Xinyue Wang, Kun Zhou, Wenyi Wu, Har Simrat Singh, Fang Nan, Songyao Jin, Aryan Philip, Saloni Patnaik, Hou Zhu, Shivam Singh, Parjanya Prashant, Qian Shen, Biwei Huang

2025-04-24

Causal-Copilot: An Autonomous Causal Analysis Agent

Summary

This paper talks about Causal-Copilot, an AI tool that can automatically analyze data to figure out what actually causes what, instead of just spotting patterns or correlations, making it much easier for people to get expert-level insights without needing to be data scientists.

What's the problem?

The problem is that figuring out true cause-and-effect relationships in data is really hard and usually requires a lot of expert knowledge and time.

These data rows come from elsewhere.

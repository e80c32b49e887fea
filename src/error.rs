//! Error taxonomy for trial analysis
//!
//! Every variant here is fatal for the whole run: it signals an
//! instrumentation or environment bug that invalidates the trial set.
//! Trial validity failures (too few clients, short trials) are not errors;
//! see [`crate::trial::SkipReason`].

use std::io;
use std::path::PathBuf;
use thiserror::Error;

/// Fatal errors raised while analyzing benchmark logs
#[derive(Error, Debug)]
pub enum AnalysisError {
    #[error("I/O error on {path}: {source}")]
    Io {
        path: PathBuf,
        #[source]
        source: io::Error,
    },

    #[error("Malformed log line {path}:{line_number}: {reason}")]
    MalformedLine {
        path: PathBuf,
        line_number: usize,
        reason: String,
    },

    #[error("Wrong number of client files in {dir}: expected {expected}, found {found}")]
    ClientCountMismatch {
        dir: PathBuf,
        expected: usize,
        found: usize,
    },

    #[error("Unsure about network interface in {path}: {reason}")]
    InterfaceShape { path: PathBuf, reason: String },

    #[error("First {kind} sample in {path} is too late: {found} is more than {tolerance_secs}s after {target}")]
    StaleSample {
        path: PathBuf,
        kind: &'static str,
        target: String,
        found: String,
        tolerance_secs: u64,
    },

    #[error("No {kind} sample at or after {target} in {path}")]
    MissingSample {
        path: PathBuf,
        kind: &'static str,
        target: String,
    },

    #[error("CPU counters in {path} did not advance (total tick delta {total_delta})")]
    InvalidCpuCounters { path: PathBuf, total_delta: i128 },

    #[error("Invalid configuration: {0}")]
    InvalidConfig(String),
}

impl AnalysisError {
    pub(crate) fn io(path: impl Into<PathBuf>, source: io::Error) -> Self {
        AnalysisError::Io {
            path: path.into(),
            source,
        }
    }
}

pub type Result<T> = std::result::Result<T, AnalysisError>;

Most people only have access to basic analysis tools that can find patterns but can't say for sure if one thing actually causes another, which can lead to wrong conclusions.

What's the solution?

Causal-Copilot brings together more than 20 advanced techniques from the field of causal analysis and combines them into one easy-to-use system. It can handle different types of data, like spreadsheets and time-based records, and automates the whole process so users can get reliable answers about what causes what, even if they aren't experts.

Why it matters?

This matters because it makes powerful data analysis accessible to more people, helping them make better decisions in science, business, healthcare, and many other fields. By bridging the gap between theory and real-world use, Causal-Copilot helps ensure that people can trust the insights they get from their data.

Abstract

Causal-Copilot automates expert-level causal analysis for both tabular and time-series data, integrating over 20 state-of-the-art techniques to bridge the gap between causal theory and practical usability.